## DATA FOR REVIEW:
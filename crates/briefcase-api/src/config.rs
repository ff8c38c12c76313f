use config::{Config as ConfigLoader, ConfigError, Environment, File};
use serde::Deserialize;
use std::path::Path;

#[derive(Debug, Clone, Deserialize)]
pub struct Config {
    pub server: ServerConfig,
    pub cors: CorsConfig,
    pub llm: LlmConfig,
    pub billing: BillingConfig,
    pub tracing: TracingConfig,
    pub storage: StorageConfig,
    pub prospects: ProspectsConfig,
    pub logging: LoggingConfig,

    // Secrets (from ENV only)
    #[serde(default)]
    pub openai_api_key: String,
    #[serde(default)]
    pub stripe_secret_key: Option<String>,
    #[serde(default)]
    pub langfuse_public_key: Option<String>,
    #[serde(default)]
    pub langfuse_secret_key: Option<String>,
}

#[derive(Debug, Clone, Deserialize)]
pub struct ServerConfig {
    pub host: String,
    pub port: u16,
    #[serde(default = "default_request_timeout")]
    pub request_timeout_secs: u64,
    #[serde(default = "default_max_upload")]
    pub max_upload_bytes: usize,
}

fn default_request_timeout() -> u64 {
    300
}

fn default_max_upload() -> usize {
    20 * 1024 * 1024
}

#[derive(Debug, Clone, Deserialize)]
pub struct CorsConfig {
    pub enabled: bool,
    pub origins: Vec<String>,
}

#[derive(Debug, Clone, Deserialize)]
pub struct LlmConfig {
    pub model: String,
    /// Model for the short side tasks (titles, summaries); falls back to `model`
    #[serde(default)]
    pub utility_model: Option<String>,
    #[serde(default)]
    pub temperature: Option<f32>,
    #[serde(default)]
    pub max_tokens: Option<u32>,
    /// Used when a chat request carries no seed of its own
    #[serde(default)]
    pub seed: Option<i64>,
    #[serde(default)]
    pub base_url: Option<String>,
}

impl LlmConfig {
    pub fn utility_model(&self) -> &str {
        self.utility_model.as_deref().unwrap_or(&self.model)
    }
}

#[derive(Debug, Clone, Deserialize)]
pub struct BillingConfig {
    /// Override for the Stripe API base (tests, proxies)
    #[serde(default)]
    pub base_url: Option<String>,
    pub price_id: String,
    pub success_url: String,
    pub cancel_url: String,
}

#[derive(Debug, Clone, Deserialize)]
pub struct TracingConfig {
    pub enabled: bool,
    pub host: String,
}

#[derive(Debug, Clone, Copy, PartialEq, Eq, Deserialize)]
#[serde(rename_all = "lowercase")]
pub enum StorageBackend {
    Memory,
    File,
}

#[derive(Debug, Clone, Deserialize)]
pub struct StorageConfig {
    pub backend: StorageBackend,
    #[serde(default)]
    pub path: String,
}

#[derive(Debug, Clone, Deserialize)]
pub struct ProspectsConfig {
    pub max_page_chars: usize,
    pub fetch_timeout_secs: u64,
    /// Permit fetching loopback and private-network hosts
    #[serde(default)]
    pub allow_private_hosts: bool,
}

#[derive(Debug, Clone, Deserialize)]
pub struct LoggingConfig {
    pub level: String,
    pub format: String,
}

impl Config {
    /// Load configuration from TOML files and environment variables
    ///
    /// Hierarchy (weakest to strongest):
    /// 1. config/default.toml
    /// 2. config/{ENV}.toml (if ENV is set)
    /// 3. Environment variables such as `BRIEFCASE_SERVER__PORT=9000`
    pub fn load() -> Result<Self, ConfigError> {
        let env = std::env::var("ENV").unwrap_or_else(|_| "dev".to_string());

        let builder = ConfigLoader::builder()
            .add_source(File::with_name("config/default").required(false))
            .add_source(File::with_name(&format!("config/{}", env)).required(false))
            .add_source(
                Environment::with_prefix("BRIEFCASE")
                    .prefix_separator("_")
                    .separator("__")
                    .try_parsing(true),
            );

        let config = builder.build()?;

        let mut cfg: Config = config.try_deserialize()?;
        cfg.load_secrets()?;

        Ok(cfg)
    }

    /// Load config from a specific path (useful for testing)
    pub fn from_file(path: impl AsRef<Path>) -> Result<Self, ConfigError> {
        let builder = ConfigLoader::builder().add_source(File::from(path.as_ref()));

        let config = builder.build()?;
        config.try_deserialize()
    }

    fn load_secrets(&mut self) -> Result<(), ConfigError> {
        self.openai_api_key = std::env::var("OPENAI_API_KEY").map_err(|_| {
            ConfigError::Message("OPENAI_API_KEY environment variable is required".to_string())
        })?;
        self.stripe_secret_key = optional_env("STRIPE_SECRET_KEY");
        self.langfuse_public_key = optional_env("LANGFUSE_PUBLIC_KEY");
        self.langfuse_secret_key = optional_env("LANGFUSE_SECRET_KEY");
        Ok(())
    }

    /// Both Langfuse keys, when tracing is enabled and configured
    pub fn langfuse_keys(&self) -> Option<(String, String)> {
        if !self.tracing.enabled {
            return None;
        }
        match (&self.langfuse_public_key, &self.langfuse_secret_key) {
            (Some(pk), Some(sk)) => Some((pk.clone(), sk.clone())),
            _ => None,
        }
    }
}

fn optional_env(name: &str) -> Option<String> {
    std::env::var(name).ok().filter(|v| !v.trim().is_empty())
}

## REQUIRED ACTION:
Go through the records and set each one down again, unchanged.

## PROBLEM SOLUTION:
filename crates/briefcase-api/src/config.rs
repository ff8c38c12c76313f
use config::{Config as ConfigLoader, ConfigError, Environment, File};
use serde::Deserialize;
use std::path::Path;

#[derive(Debug, Clone, Deserialize)]
pub struct Config {
    pub server: ServerConfig,
    pub cors: CorsConfig,
    pub llm: LlmConfig,
    pub billing: BillingConfig,
    pub tracing: TracingConfig,
    pub storage: StorageConfig,
    pub prospects: ProspectsConfig,
    pub logging: LoggingConfig,

    // Secrets (from ENV only)
    #[serde(default)]
    pub openai_api_key: String,
    #[serde(default)]
    pub stripe_secret_key: Option<String>,
    #[serde(default)]
    pub langfuse_public_key: Option<String>,
    #[serde(default)]
    pub langfuse_secret_key: Option<String>,
}

#[derive(Debug, Clone, Deserialize)]
pub struct ServerConfig {
    pub host: String,
    pub port: u16,
    #[serde(default = "default_request_timeout")]
    pub request_timeout_secs: u64,
    #[serde(default = "default_max_upload")]
    pub max_upload_bytes: usize,
}

fn default_request_timeout() -> u64 {
    300
}

fn default_max_upload() -> usize {
    20 * 1024 * 1024
}

#[derive(Debug, Clone, Deserialize)]
pub struct CorsConfig {
    pub enabled: bool,
    pub origins: Vec<String>,
}

#[derive(Debug, Clone, Deserialize)]
pub struct LlmConfig {
    pub model: String,
    /// Model for the short side tasks (titles, summaries); falls back to `model`
    #[serde(default)]
    pub utility_model: Option<String>,
    #[serde(default)]
    pub temperature: Option<f32>,
    #[serde(default)]
    pub max_tokens: Option<u32>,
    /// Used when a chat request carries no seed of its own
    #[serde(default)]
    pub seed: Option<i64>,
    #[serde(default)]
    pub base_url: Option<String>,
}

impl LlmConfig {
    pub fn utility_model(&self) -> &str {
        self.utility_model.as_deref().unwrap_or(&self.model)
    }
}

#[derive(Debug, Clone, Deserialize)]
pub struct BillingConfig {
    /// Override for the Stripe API base (tests, proxies)
    #[serde(default)]
    pub base_url: Option<String>,
    pub price_id: String,
    pub success_url: String,
    pub cancel_url: String,
}

#[derive(Debug, Clone, Deserialize)]
pub struct TracingConfig {
    pub enabled: bool,
    pub host: String,
}

#[derive(Debug, Clone, Copy, PartialEq, Eq, Deserialize)]
#[serde(rename_all = "lowercase")]
pub enum StorageBackend {
    Memory,
    File,
}

#[derive(Debug, Clone, Deserialize)]
pub struct StorageConfig {
    pub backend: StorageBackend,
    #[serde(default)]
    pub path: String,
}

#[derive(Debug, Clone, Deserialize)]
pub struct ProspectsConfig {
    pub max_page_chars: usize,
    pub fetch_timeout_secs: u64,
    /// Permit fetching loopback and private-network hosts
    #[serde(default)]
    pub allow_private_hosts: bool,
}

#[derive(Debug, Clone, Deserialize)]
pub struct LoggingConfig {
    pub level: String,
    pub format: String,
}

impl Config {
    /// Load configuration from TOML files and environment variables
    ///
    /// Hierarchy (weakest to strongest):
    /// 1. config/default.toml
    /// 2. config/{ENV}.toml (if ENV is set)
    /// 3. Environment variables such as `BRIEFCASE_SERVER__PORT=9000`
    pub fn load() -> Result<Self, ConfigError> {
        let env = std::env::var("ENV").unwrap_or_else(|_| "dev".to_string());

        let builder = ConfigLoader::builder()
            .add_source(File::with_name("config/default").required(false))
            .add_source(File::with_name(&format!("config/{}", env)).required(false))
            .add_source(
                Environment::with_prefix("BRIEFCASE")
                    .prefix_separator("_")
                    .separator("__")
                    .try_parsing(true),
            );

        let config = builder.build()?;

        let mut cfg: Config = config.try_deserialize()?;
        cfg.load_secrets()?;

        Ok(cfg)
    }

    /// Load config from a specific path (useful for testing)
    pub fn from_file(path: impl AsRef<Path>) -> Result<Self, ConfigError> {
        let builder = ConfigLoader::builder().add_source(File::from(path.as_ref()));

        let config = builder.build()?;
        config.try_deserialize()
    }

    fn load_secrets(&mut self) -> Result<(), ConfigError> {
        self.openai_api_key = std::env::var("OPENAI_API_KEY").map_err(|_| {
            ConfigError::Message("OPENAI_API_KEY environment variable is required".to_string())
        })?;
        self.stripe_secret_key = optional_env("STRIPE_SECRET_KEY");
        self.langfuse_public_key = optional_env("LANGFUSE_PUBLIC_KEY");
        self.langfuse_secret_key = optional_env("LANGFUSE_SECRET_KEY");
        Ok(())
    }

    /// Both Langfuse keys, when tracing is enabled and configured
    pub fn langfuse_keys(&self) -> Option<(String, String)> {
        if !self.tracing.enabled {
            return None;
        }
        match (&self.langfuse_public_key, &self.langfuse_secret_key) {
            (Some(pk), Some(sk)) => Some((pk.clone(), sk.clone())),
            _ => None,
        }
    }
}

fn optional_env(name: &str) -> Option<String> {
    std::env::var(name).ok().filter(|v| !v.trim().is_empty())
}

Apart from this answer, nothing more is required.